In particolare, all’impresa che porta il nome del compianto Giovanni Spinosa è stato aggiudicato il Lotto 3 Emilia Romagna, per il quale, a partire dal prossimo autunno, dovrà occuparsi della manutenzione ordinaria e straordinaria degli edifici di proprietà di Rfi in un territorio che comprende tutta l’Emilia Romagna e parte di regioni limitrofe quali Toscana, Veneto e Lombardia.

Si trattava di un appalto molto ambito, cui hanno partecipato oltre 80 grossi gruppi imprenditoriali italiani: molto dettagliati i requisiti richiesti ai concorrenti, tra cui la necessità di rilasciare una dichiarazione attestante la disponibilità di staff tecnico, organico, attrezzature e mezzi in grado di sopperire alle richieste di interventi programmati e non programmati da Rfi, per un numero minimo di ‘squadre di lavoro’ contemporanee operanti per ciascun lotto di partecipazione, indistintamente, di manutenzione ordinaria o straordinaria. Tra gli elementi utilizzati per il giudizio, inoltre, si è tenuto conto dell’elevato indice di solidità economico-finanziaria (indice Psf), del possesso di certificazione ambientale ISO 14001 e della certificazione di sicurezza OHSAS 18001, della disponibilità di direttori tecnici, squadre di lavoro, tecnici laureati e di patentati ascensoristi e dell’organizzazione dell’ufficio tecnico.

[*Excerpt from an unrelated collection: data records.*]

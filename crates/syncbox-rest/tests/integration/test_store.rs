//! RestRemoteStore endpoint mapping

use std::path::PathBuf;

use syncbox_core::domain::{ContentHash, RelativePath, ServerUid, TransferError};
use syncbox_core::ports::{DownloadRequest, IRemoteStore, ProgressReporter, UploadRequest};
use tempfile::TempDir;
use tokio_util::sync::CancellationToken;
use wiremock::matchers::{body_json, method, path, query_param};
use wiremock::{Mock, ResponseTemplate};

use crate::common;

fn rel(p: &str) -> RelativePath {
    RelativePath::new(p).unwrap()
}

#[tokio::test]
async fn test_fetch_changes_passes_cursor() {
    let (server, store) = common::setup_store().await;
    Mock::given(method("GET"))
        .and(path("/changes"))
        .and(query_param("cursor", "c-7"))
        .respond_with(ResponseTemplate::new(200).set_body_json(serde_json::json!({
            "changes": [
                {
                    "path": "docs/a.txt",
                    "serverUid": "u-1",
                    "revision": 8,
                    "contentHash": "abc123",
                    "size": 3,
                    "modifiedTime": "2024-05-01T12:00:00Z"
                },
                {
                    "path": "old",
                    "serverUid": "u-2",
                    "revision": 9,
                    "modifiedTime": "2024-05-01T12:00:00Z",
                    "isFolder": true,
                    "isDeleted": true
                }
            ],
            "nextCursor": "c-8"
        })))
        .expect(1)
        .mount(&server)
        .await;

    let set = store.fetch_changes(Some("c-7")).await.unwrap();

    assert_eq!(set.next_cursor.as_deref(), Some("c-8"));
    assert_eq!(set.changes.len(), 2);
    assert_eq!(set.changes[0].path, rel("docs/a.txt"));
    assert_eq!(
        set.changes[0].content_hash,
        Some(ContentHash::new("abc123").unwrap())
    );
    assert!(set.changes[1].is_deleted && set.changes[1].is_folder);
}

#[tokio::test]
async fn test_fetch_changes_without_cursor() {
    let (server, store) = common::setup_store().await;
    Mock::given(method("GET"))
        .and(path("/changes"))
        .respond_with(
            ResponseTemplate::new(200).set_body_json(serde_json::json!({ "changes": [] })),
        )
        .mount(&server)
        .await;

    let set = store.fetch_changes(None).await.unwrap();
    assert!(set.changes.is_empty());
    assert!(set.next_cursor.is_none());
}

#[tokio::test]
async fn test_server_errors_are_classified() {
    let (server, store) = common::setup_store().await;
    Mock::given(method("GET"))
        .and(path("/changes"))
        .respond_with(ResponseTemplate::new(502))
        .mount(&server)
        .await;
    Mock::given(method("POST"))
        .and(path("/folders"))
        .respond_with(ResponseTemplate::new(400).set_body_string("bad path"))
        .mount(&server)
        .await;

    assert!(matches!(
        store.fetch_changes(None).await,
        Err(TransferError::Transient(_))
    ));
    match store.create_folder(&rel("x")).await {
        Err(TransferError::Permanent(reason)) => assert!(reason.contains("bad path")),
        other => panic!("unexpected {other:?}"),
    }
}

#[tokio::test]
async fn test_malformed_response_is_permanent() {
    let (server, store) = common::setup_store().await;
    Mock::given(method("GET"))
        .and(path("/changes"))
        .respond_with(ResponseTemplate::new(200).set_body_string("<html>"))
        .mount(&server)
        .await;

    assert!(matches!(
        store.fetch_changes(None).await,
        Err(TransferError::Permanent(_))
    ));
}

#[tokio::test]
async fn test_upload_targets_path_and_base_revision() {
    let (server, store) = common::setup_store().await;
    Mock::given(method("PUT"))
        .and(path("/files"))
        .and(query_param("path", "docs/a b.txt"))
        .and(query_param("uid", "u-1"))
        .and(query_param("baseRevision", "3"))
        .respond_with(
            ResponseTemplate::new(200).set_body_json(common::item_json("docs/a b.txt", "u-1", 4)),
        )
        .expect(1)
        .mount(&server)
        .await;

    let dir = TempDir::new().unwrap();
    let source = dir.path().join("a b.txt");
    std::fs::write(&source, "hello").unwrap();

    let item = store
        .upload(
            &UploadRequest {
                path: rel("docs/a b.txt"),
                source,
                size: 5,
                content_hash: None,
                is_folder: false,
                server_uid: Some(ServerUid::new("u-1").unwrap()),
                base_revision: Some(3),
            },
            &ProgressReporter::noop(),
            &CancellationToken::new(),
        )
        .await
        .unwrap();

    assert_eq!(item.revision, 4);
    assert_eq!(item.server_uid.as_str(), "u-1");
}

#[tokio::test]
async fn test_download_writes_target() {
    let (server, store) = common::setup_store().await;
    Mock::given(method("GET"))
        .and(path("/files"))
        .and(query_param("path", "music/song.mp3"))
        .and(query_param("revision", "12"))
        .respond_with(ResponseTemplate::new(200).set_body_bytes(b"ID3".to_vec()))
        .mount(&server)
        .await;

    let dir = TempDir::new().unwrap();
    let target: PathBuf = dir.path().join("music/song.mp3");
    store
        .download(
            &DownloadRequest {
                path: rel("music/song.mp3"),
                server_uid: ServerUid::new("u-9").unwrap(),
                target: target.clone(),
                size: 3,
                revision: 12,
                content_hash: None,
            },
            &ProgressReporter::noop(),
            &CancellationToken::new(),
        )
        .await
        .unwrap();

    assert_eq!(std::fs::read(target).unwrap(), b"ID3");
}

#[tokio::test]
async fn test_create_folder_and_rename_send_json() {
    let (server, store) = common::setup_store().await;
    Mock::given(method("POST"))
        .and(path("/folders"))
        .and(body_json(serde_json::json!({ "path": "photos" })))
        .respond_with(ResponseTemplate::new(201).set_body_json(serde_json::json!({
            "path": "photos",
            "serverUid": "f-1",
            "revision": 1,
            "isFolder": true
        })))
        .mount(&server)
        .await;
    Mock::given(method("POST"))
        .and(path("/rename"))
        .and(body_json(serde_json::json!({
            "from": "a.txt",
            "to": "photos/a.txt",
            "serverUid": "u-1"
        })))
        .respond_with(
            ResponseTemplate::new(200).set_body_json(common::item_json("photos/a.txt", "u-1", 6)),
        )
        .mount(&server)
        .await;

    let folder = store.create_folder(&rel("photos")).await.unwrap();
    assert!(folder.is_folder);

    let uid = ServerUid::new("u-1").unwrap();
    let moved = store
        .rename(&rel("a.txt"), &rel("photos/a.txt"), Some(&uid))
        .await
        .unwrap();
    assert_eq!(moved.path, rel("photos/a.txt"));
    assert_eq!(moved.revision, 6);
}

#[tokio::test]
async fn test_delete_of_missing_item_succeeds() {
    let (server, store) = common::setup_store().await;
    Mock::given(method("DELETE"))
        .and(path("/files"))
        .and(query_param("path", "old.txt"))
        .respond_with(ResponseTemplate::new(404))
        .expect(1)
        .mount(&server)
        .await;

    store.delete(&rel("old.txt"), None).await.unwrap();
}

Solo in 15, dunque, sono riusciti ad aggiudicarsi gli altrettanti lotti messi a gara, tra cui appunto la Spinosa Costruzioni Generali spa, che è riuscita a primeggiare tra colossi quali la C.M.B. Società cooperativa di Carpi, il Consorzio Integra, la Di Vincenzo Dino Spa, la Grandi Lavori Fincosit Spa, la Siram Spa e la Società Italiana Condotte d’Acqua Spa, solo per citarne alcuni. Tra l’altro, il contratto stipulato dall’azienda con sede a Isernia in contrada San Vito è stato il primo dei 15 da affidare ai vari aggiudicatari.